O dom da adopção filial A fé em Jesus Cristo: a religião válida, e a única querida por Deus |
A
verdade da filiação divina em Cristo, que é intrinsecamente
sobrenatural, é a síntese de toda a revelação divina. A filiação divina é
sempre um dom gratuito da graça, o dom mais sublime de Deus para a
humanidade. Este dom obtém-se, no entanto, só através da fé pessoal em
Cristo e com o Baptismo, como ensinou o próprio Senhor:
“Em verdade, em verdade vos digo: Quem não nascer da água e do Espírito não pode entrar no Reino de Deus. O que nasceu da carne é carne, e o que nasceu do Espírito é espírito. Não te admires por Eu te haver dito: “Tendes de nascer de novo.” (Jo 3,5-7).

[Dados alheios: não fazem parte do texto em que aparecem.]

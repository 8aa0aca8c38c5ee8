#![warn(missing_docs)]
//! # sessiongate-store
//!
//! ## Purpose
//! Implements the authentication state store: the single owner of the
//! process-wide [`Session`] and its legal transitions.
//!
//! ## Responsibilities
//! - Execute bootstrap refresh, login, and logout through an injectable
//!   transport abstraction.
//! - Publish session snapshots to observers over a watch channel.
//! - Mirror every token transition into the transport's attachment slot.
//! - Guarantee the loading bracket around every mutating operation.
//! - Provide the bootstrap sequencer that runs refresh exactly once.
//!
//! ## Data flow
//! App startup triggers [`Bootstrap::run`] -> [`SessionStore`] transitions
//! session state -> route guards and UI observe snapshots through
//! [`SessionStore::subscribe`] -> user-driven login/logout flow through the
//! same store.
//!
//! ## State machine
//! ```text
//! UNKNOWN --bootstrap_refresh (success)--> AUTHENTICATED
//! UNKNOWN --bootstrap_refresh (failure)--> UNAUTHENTICATED
//! UNAUTHENTICATED --login (success)--> AUTHENTICATED
//! UNAUTHENTICATED --login (failure)--> UNAUTHENTICATED (error to caller)
//! AUTHENTICATED --logout (success)--> UNAUTHENTICATED
//! AUTHENTICATED --logout (failure)--> AUTHENTICATED (error to caller)
//! AUTHENTICATED --login (success)--> AUTHENTICATED (clean re-login)
//! ```
//!
//! ## Ownership and lifetimes
//! Observers receive cloned snapshots; nothing outside this crate mutates
//! session state.
//!
//! ## Error model
//! Transport failures and structurally incomplete replies are distinct
//! [`StoreError`] variants. Bootstrap swallows them into a state
//! transition; login and logout re-raise them after the transition (or
//! non-transition) is applied.
//!
//! ## Security and privacy notes
//! Transition events log user identifiers only, never credentials or token
//! values.

use std::sync::Arc;

use sessiongate_core::{Session, SessionStatus, User};
use sessiongate_transport::{AccessTokenSlot, CredentialReply, SessionTransport, TransportError};
use thiserror::Error;
use tokio::sync::watch;
use tokio::sync::{Mutex, OnceCell};

/// Single owner of the process-wide session state.
///
/// Constructed once at process start and shared by reference (or `Arc`)
/// with every component that reads authentication status. The three
/// mutating operations are serialized: an overlapping call queues behind
/// the in-flight one in invocation order instead of racing it.
pub struct SessionStore {
    transport: Arc<dyn SessionTransport>,
    tokens: AccessTokenSlot,
    state: watch::Sender<Session>,
    op_gate: Mutex<()>,
}

impl SessionStore {
    /// Creates a store in the initial unknown state.
    ///
    /// `tokens` must be the same slot the transport reads for bearer
    /// attachment; the store writes it on every transition.
    pub fn new(transport: Arc<dyn SessionTransport>, tokens: AccessTokenSlot) -> Self {
        let (state, _) = watch::channel(Session::new());
        Self {
            transport,
            tokens,
            state,
            op_gate: Mutex::new(()),
        }
    }

    /// Returns the current session snapshot. No side effects.
    pub fn current_status(&self) -> Session {
        self.state.borrow().clone()
    }

    /// Subscribes to session snapshot updates.
    ///
    /// Guards and UI react to transitions through this receiver rather
    /// than polling [`SessionStore::current_status`].
    pub fn subscribe(&self) -> watch::Receiver<Session> {
        self.state.subscribe()
    }

    /// Attempts to silently resume a session from the ambient refresh
    /// credential.
    ///
    /// Failures never escape this call: any transport failure or
    /// structurally incomplete reply is represented purely as the
    /// unauthenticated state transition.
    pub async fn bootstrap_refresh(&self) {
        let _op = self.op_gate.lock().await;
        let _loading = LoadingBracket::enter(&self.state);

        let outcome = self
            .transport
            .refresh()
            .await
            .map_err(StoreError::Transport)
            .and_then(validate_credential_reply);

        match outcome {
            Ok((access_token, user)) => self.apply_active(access_token, user),
            Err(error) => {
                tracing::debug!(%error, "bootstrap refresh did not resume a session");
                self.apply_logged_out();
            }
        }
    }

    /// Logs in with the given credentials.
    ///
    /// # Errors
    /// Returns [`StoreError::Transport`] or
    /// [`StoreError::IncompleteSession`]; in both cases the session has
    /// already transitioned to the unauthenticated state before the error
    /// reaches the caller, so form handlers can surface the failure while
    /// every other component sees a consistent logged-out session.
    pub async fn login(&self, email: &str, password: &str) -> Result<(), StoreError> {
        let _op = self.op_gate.lock().await;
        let _loading = LoadingBracket::enter(&self.state);

        let outcome = self
            .transport
            .login(email, password)
            .await
            .map_err(StoreError::Transport)
            .and_then(validate_credential_reply);

        match outcome {
            Ok((access_token, user)) => {
                self.apply_active(access_token, user);
                Ok(())
            }
            Err(error) => {
                self.apply_logged_out();
                Err(error)
            }
        }
    }

    /// Logs out the current session.
    ///
    /// # Errors
    /// Returns [`StoreError::Transport`] or [`StoreError::LogoutRejected`].
    /// On failure local state is left unchanged: assuming logged-out while
    /// the server disagrees would silently desynchronize client and server,
    /// so the caller retries instead.
    pub async fn logout(&self) -> Result<(), StoreError> {
        let _op = self.op_gate.lock().await;
        let _loading = LoadingBracket::enter(&self.state);

        let reply = self.transport.logout().await.map_err(StoreError::Transport)?;
        if !reply.success {
            return Err(StoreError::LogoutRejected);
        }

        self.apply_logged_out();
        Ok(())
    }

    fn apply_active(&self, access_token: String, user: User) {
        let user_id = user.id.clone();
        self.tokens.store(Some(access_token.clone()));
        self.state.send_modify(|session| {
            session.status = SessionStatus::Active { access_token, user };
        });
        tracing::info!(%user_id, "session authenticated");
    }

    fn apply_logged_out(&self) {
        self.tokens.store(None);
        self.state.send_modify(|session| {
            session.status = SessionStatus::LoggedOut;
        });
        tracing::info!("session unauthenticated");
    }
}

/// Loading bracket for mutating operations.
///
/// Entering sets `is_loading`; the `Drop` impl clears it, so an early
/// return or a panic in the operation body cannot leave the session stuck
/// loading.
struct LoadingBracket<'a> {
    state: &'a watch::Sender<Session>,
}

impl<'a> LoadingBracket<'a> {
    fn enter(state: &'a watch::Sender<Session>) -> Self {
        state.send_modify(|session| session.is_loading = true);
        Self { state }
    }
}

impl Drop for LoadingBracket<'_> {
    fn drop(&mut self) {
        self.state.send_modify(|session| session.is_loading = false);
    }
}

/// Checks the structural success condition shared by login and refresh:
/// the reply must carry a non-blank token and a user payload.
fn validate_credential_reply(reply: CredentialReply) -> Result<(String, User), StoreError> {
    let access_token = reply
        .access_token
        .filter(|token| !token.trim().is_empty())
        .ok_or_else(|| StoreError::IncompleteSession("access token missing or empty".to_string()))?;
    let user = reply
        .user
        .ok_or_else(|| StoreError::IncompleteSession("user payload missing".to_string()))?;

    Ok((access_token, User::from(user)))
}

/// Startup sequencer that runs the silent refresh exactly once.
///
/// Concurrent callers all await the same underlying attempt; later calls
/// after completion return immediately.
#[derive(Default)]
pub struct Bootstrap {
    once: OnceCell<()>,
}

impl Bootstrap {
    /// Creates a sequencer that has not yet run.
    pub fn new() -> Self {
        Self::default()
    }

    /// Runs the store's bootstrap refresh if it has not already run.
    pub async fn run(&self, store: &SessionStore) {
        self.once
            .get_or_init(|| async {
                store.bootstrap_refresh().await;
            })
            .await;
    }

    /// Returns `true` once the bootstrap attempt has completed.
    pub fn has_run(&self) -> bool {
        self.once.initialized()
    }
}

/// Store layer error type.
#[derive(Debug, Error)]
pub enum StoreError {
    /// Transport-level failure (network unreachable, backend status).
    #[error("session transport failure: {0}")]
    Transport(#[from] TransportError),
    /// Success-shaped reply missing the token or the user payload.
    #[error("structurally incomplete session response: {0}")]
    IncompleteSession(String),
    /// Backend explicitly refused the logout.
    #[error("logout rejected by backend")]
    LogoutRejected,
}
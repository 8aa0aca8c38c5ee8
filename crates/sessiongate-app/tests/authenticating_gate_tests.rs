//! Integration tests for the authenticating gate over a live store.

mod common;

use std::sync::Arc;

use sessiongate_app::wire_runtime_with;
use sessiongate_guard::{GuardDecision, Route, check_protected_entry, resolve_authenticating};
use sessiongate_transport::AccessTokenSlot;

#[tokio::test]
async fn authenticating_gate_tests_protected_entry_waits_then_resumes_target() {
    let transport = Arc::new(common::HeldRefreshTransport::new(Ok(
        common::fixture_credential_reply("tok1"),
    )));
    let runtime = wire_runtime_with(transport.clone(), AccessTokenSlot::new());

    let bootstrap_task = tokio::spawn({
        let runtime = runtime.clone();
        async move { runtime.bootstrap.run(&runtime.store).await }
    });

    let mut updates = runtime.store.subscribe();
    updates
        .wait_for(|session| session.is_loading)
        .await
        .expect("bootstrap should mark the session loading");

    // Entry check while resolution is in flight defers to the waiting
    // destination with the original path encoded.
    let decision = check_protected_entry(Route::Dashboard, &runtime.store.current_status());
    assert_eq!(
        decision,
        GuardDecision::Redirect("/authenticating?redirect=%2Fdashboard".to_string())
    );

    let gate = tokio::spawn(resolve_authenticating(
        runtime.store.subscribe(),
        "redirect=%2Fdashboard",
    ));

    transport.release();
    bootstrap_task.await.expect("bootstrap task should complete");

    let destination = gate
        .await
        .expect("gate task should complete")
        .expect("store should remain reachable");
    assert_eq!(destination, "/dashboard");

    // The resumed destination now renders directly.
    assert_eq!(
        check_protected_entry(Route::Dashboard, &runtime.store.current_status()),
        GuardDecision::Render
    );
}

#[tokio::test]
async fn authenticating_gate_tests_failed_bootstrap_forwards_target_to_login() {
    let transport = Arc::new(common::HeldRefreshTransport::new(Err(
        sessiongate_transport::TransportError::Status(401),
    )));
    let runtime = wire_runtime_with(transport.clone(), AccessTokenSlot::new());

    let bootstrap_task = tokio::spawn({
        let runtime = runtime.clone();
        async move { runtime.bootstrap.run(&runtime.store).await }
    });
    let gate = tokio::spawn(resolve_authenticating(
        runtime.store.subscribe(),
        "redirect=%2Fsettings",
    ));

    transport.release();
    bootstrap_task.await.expect("bootstrap task should complete");

    let destination = gate
        .await
        .expect("gate task should complete")
        .expect("store should remain reachable");
    assert_eq!(destination, "/login?redirect=%2Fsettings");
}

“Em verdade, em verdade vos digo: Quem não nascer da água e do Espírito não pode entrar no Reino de Deus. O que nasceu da carne é carne, e o que nasceu do Espírito é espírito. Não te admires por Eu te haver dito: “Tendes de nascer de novo.” (Jo 3,5-7).
Em
décadas passadas ouvia com frequência - incluindo da boca de alguns
representantes da hierarquia da Igreja - declarações sobre a teoria dos
«cristãos anónimos». Esta teoria diz o seguinte: a missão da Igreja no
mundo consistiria em última instância, em suscitar a consciência de que
todos os homens devem ter da sua salvação em Cristo e, por tanto, da sua
filiação divina. Segundo a mesma teoria, cada ser humano teria já a
filiação divina na profundidade da sua pessoa. Entretanto, tal teoria
contradiz directamente a revelação divina, tal como Cristo a ensinou e
como os Seus apóstolos e a Igreja a transmitiram sempre por dois mil
anos imutavelmente e sem sombra de dúvida.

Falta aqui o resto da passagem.